What lines in this listing contain the string "clone"? Report each one by copying it.

Data in this exercise:
☆ ☆ ☆ ☆
//! CLI entry point for `mailextract`.
//!
//! Runs the extraction pipeline against local stand-ins for the hosted
//! services: a directory of `.eml` files, a directory for stored
//! attachments and a CSV sheet of records.

use std::path::{Path, PathBuf};

use clap::{Parser, Subcommand};

use mailextract::config::Config;
use mailextract::host::csv::CsvSheet;
use mailextract::host::eml::EmlMailbox;
use mailextract::host::folder::DirectoryLocation;
use mailextract::model::{CellValue, Query};
use mailextract::pipeline::{
    default_query, local_today, parse_utc_offset, AttachmentPrefix, ExtractionPipeline, RunReport,
};
use mailextract::store::{AttachmentStore, RecordStore};
use mailextract::strategy::record_message;

#[derive(Parser)]
#[command(
    name = "mailextract",
    version,
    about = "Save mail attachments to a folder and log each message to a sheet"
)]
struct Cli {
    #[command(subcommand)]
    command: Commands,

    /// Verbose logging (-v info, -vv debug, -vvv trace)
    #[arg(short, long, global = true, action = clap::ArgAction::Count)]
    verbose: u8,
}

#[derive(Subcommand)]
enum Commands {
    /// Extract attachments and record new messages
    Run {
        /// Directory of .eml files to search
        #[arg(long, value_name = "DIR")]
        mail_dir: PathBuf,
        /// Directory attachments are saved into
        #[arg(long, value_name = "DIR")]
        files_dir: PathBuf,
        /// CSV file holding one row per recorded message
        #[arg(long, value_name = "FILE")]
        sheet: PathBuf,
        #[command(flatten)]
        query: QueryArgs,
        /// Attachment name prefix: date, time or none
        #[arg(long, value_parser = parse_prefix)]
        prefix: Option<AttachmentPrefix>,
        /// Process messages even if they are already recorded
        #[arg(long)]
        no_dedup: bool,
        /// Leave the permalink column out of new rows
        #[arg(long)]
        no_link: bool,
        /// Embed image thumbnails instead of plain links
        #[arg(long)]
        thumbnails: bool,
        #[arg(long)]
        json: bool,
    },
    /// Check whether a message id is already recorded
    Exists {
        /// CSV file holding the records
        #[arg(long, value_name = "FILE")]
        sheet: PathBuf,
        /// Local message id
        id: String,
    },
    /// Print the search string a run would use
    Query {
        #[command(flatten)]
        query: QueryArgs,
    },
    /// Write the current configuration to the config file
    Init {
        #[command(flatten)]
        query: QueryArgs,
        /// Replace an existing config file
        #[arg(long)]
        force: bool,
    },
}

#[derive(clap::Args)]
struct QueryArgs {
    /// Search clauses, e.g. "from:scanner@example.com has:attachment"
    #[arg(long, short)]
    query: Option<String>,
    /// Offset for local dates, e.g. +09:00 (default: system timezone)
    #[arg(long, value_name = "OFFSET", allow_hyphen_values = true)]
    utc_offset: Option<String>,
}

fn main() -> anyhow::Result<()> {
    let cli = Cli::parse();

    // Load configuration
    let config = mailextract::config::load_config();

    // Configure logging: stderr + optional log file
    let log_level = match cli.verbose {
        0 => config.general.log_level.as_str(),
        1 => "info",
        2 => "debug",
        _ => "trace",
    };
    setup_logging(log_level, &config);

    match cli.command {
        Commands::Run {
            mail_dir,
            files_dir,
            sheet,
            query,
            prefix,
            no_dedup,
            no_link,
            thumbnails,
            json,
        } => {
            let mut config = apply_query_args(config, &query)?;
            if let Some(prefix) = prefix {
                config.pipeline.attachment_prefix = prefix;
            }
            if no_dedup {
                config.pipeline.skip_recorded = false;
            }
            if no_link {
                config.record.with_id_link = false;
            }
            if thumbnails {
                config.record.with_thumbnails = true;
            }
            cmd_run(&config, &mail_dir, &files_dir, &sheet, json)
        }
        Commands::Exists { sheet, id } => cmd_exists(&sheet, &id),
        Commands::Query { query } => {
            let config = apply_query_args(config, &query)?;
            cmd_query(&config)
        }
        Commands::Init { query, force } => {
            let config = apply_query_args(config, &query)?;
            cmd_init(&config, force)
        }
    }
}

/// Set up tracing with stderr output and optional file logging.
fn setup_logging(level: &str, config: &Config) {
    use tracing_subscriber::layer::SubscriberExt;
    use tracing_subscriber::util::SubscriberInitExt;

    let env_filter = tracing_subscriber::EnvFilter::try_from_default_env()
        .unwrap_or_else(|_| tracing_subscriber::EnvFilter::new(level));

    let stderr_layer = tracing_subscriber::fmt::layer().with_writer(std::io::stderr);

    // Try to set up file logging
    let log_path = mailextract::config::log_file_path(config);
    let log_dir = log_path.parent().unwrap_or(Path::new("."));
    let log_name = log_path.file_name().unwrap_or_default();
    if std::fs::create_dir_all(log_dir).is_ok() {
        let file_appender = tracing_appender::rolling::never(log_dir, log_name);
        let file_layer = tracing_subscriber::fmt::layer()
            .with_ansi(false)
            .with_writer(file_appender);

        tracing_subscriber::registry()
            .with(env_filter)
            .with(stderr_layer)
            .with(file_layer)
            .init();
    } else {
        // Fall back to stderr only
        tracing_subscriber::registry()
            .with(env_filter)
            .with(stderr_layer)
            .init();
    }
}

fn parse_prefix(s: &str) -> Result<AttachmentPrefix, String> {
    match s.to_ascii_lowercase().as_str() {
        "date" => Ok(AttachmentPrefix::Date),
        "time" => Ok(AttachmentPrefix::Time),
        "none" => Ok(AttachmentPrefix::Disabled),
        other => Err(format!("unknown prefix '{other}' (expected date, time or none)")),
    }
}

/// Command-line query options override the config file.
fn apply_query_args(mut config: Config, args: &QueryArgs) -> anyhow::Result<Config> {
    if let Some(q) = &args.query {
        config.pipeline.query = Some(Query::parse_clauses(q)?);
    }
    if let Some(offset) = &args.utc_offset {
        parse_utc_offset(offset)?;
        config.pipeline.utc_offset = Some(offset.clone());
    }
    Ok(config)
}

/// Run the pipeline over a directory of `.eml` files.
fn cmd_run(
    config: &Config,
    mail_dir: &Path,
    files_dir: &Path,
    sheet: &Path,
    json: bool,
) -> anyhow::Result<()> {
    if !mail_dir.is_dir() {
        anyhow::bail!("Mail directory not found: {}", mail_dir.display());
    }

    let offset = config.pipeline.offset()?;
    let mailbox = EmlMailbox::open(mail_dir)?.with_utc_offset(offset);
    let location = DirectoryLocation::open(files_dir)?;
    let records = CsvSheet::open(sheet)?;

    let pipeline = ExtractionPipeline::new(mailbox)
        .with_config(config.pipeline.clone())?
        .attachment_store(AttachmentStore::new(location))
        .record_store(RecordStore::new(records))
        .strategy(record_message(config.record.clone()));

    let report = pipeline.run()?;

    if json {
        print_report_json(&report)?;
    } else {
        print_report_table(&report);
    }

    Ok(())
}

/// Report whether `id` is present in the sheet.
fn cmd_exists(sheet: &Path, id: &str) -> anyhow::Result<()> {
    if !sheet.exists() {
        anyhow::bail!("Sheet not found: {}", sheet.display());
    }
    let store = RecordStore::new(CsvSheet::open(sheet)?);
    if store.exists(id)? {
        println!("{id}: recorded");
    } else {
        println!("{id}: not recorded");
    }
    Ok(())
}

/// Print the rendered search string.
fn cmd_query(config: &Config) -> anyhow::Result<()> {
    let query = match &config.pipeline.query {
        Some(query) => query.clone(),
        None => default_query(local_today(config.pipeline.offset()?)),
    };
    query.validate()?;
    println!("{query}");
    Ok(())
}

/// Write `config` to the config file, refusing to replace one unless forced.
fn cmd_init(config: &Config, force: bool) -> anyhow::Result<()> {
    config.pipeline.offset()?;
    if let Some(query) = &config.pipeline.query {
        query.validate()?;
    }
    if let Some(path) = mailextract::config::config_file_path() {
        if path.exists() && !force {
            anyhow::bail!("{} already exists (use --force to replace it)", path.display());
        }
    }
    let path = mailextract::config::save_config(config)?;
    println!("Wrote {}", path.display());
    Ok(())
}

/// Print a run report in a human-readable table.
fn print_report_table(report: &RunReport<Vec<CellValue>>) {
    println!();
    println!(
        "  {} recorded, {} already recorded, {} skipped, {} examined",
        report.results.len(),
        report.duplicates,
        report.skipped.len(),
        report.examined
    );
    println!();

    if !report.results.is_empty() {
        println!("  {:<4} {:<32} {:<60}", "#", "Message", "Row");
        println!("  {}", "-".repeat(98));
        for (i, row) in report.results.iter().enumerate() {
            let id = row.first().map(CellValue::as_text).unwrap_or_default();
            let id_trunc: String = id.chars().take(31).collect();
            let rest = row
                .iter()
                .skip(1)
                .map(|c| c.as_text().replace(['\r', '\n'], " "))
                .collect::<Vec<_>>()
                .join(" | ");
            let rest_trunc: String = rest.chars().take(60).collect();
            println!("  {:<4} {:<32} {:<60}", i + 1, id_trunc, rest_trunc);
        }
        println!();
    }

    for skipped in &report.skipped {
        match &skipped.message_id {
            Some(id) => println!(
                "  skipped {id} (thread {}): {}",
                skipped.thread_id, skipped.reason
            ),
            None => println!("  skipped thread {}: {}", skipped.thread_id, skipped.reason),
        }
    }
    if !report.skipped.is_empty() {
        println!();
    }
}

/// Print a run report as JSON.
fn print_report_json(report: &RunReport<Vec<CellValue>>) -> anyhow::Result<()> {
    let output = serde_json::json!({
        "result_count": report.results.len(),
        "duplicates": report.duplicates,
        "examined": report.examined,
        "excluded_threads": report.excluded_threads,
        "skipped": report.skipped,
        "results": report.results,
    });

    println!("{}", serde_json::to_string_pretty(&output)?);
    Ok(())
}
☆ ☆ ☆ ☆
Completed exercise:
        config.pipeline.utc_offset = Some(offset.clone());
        .with_config(config.pipeline.clone())?
        .strategy(record_message(config.record.clone()));
        Some(query) => query.clone(),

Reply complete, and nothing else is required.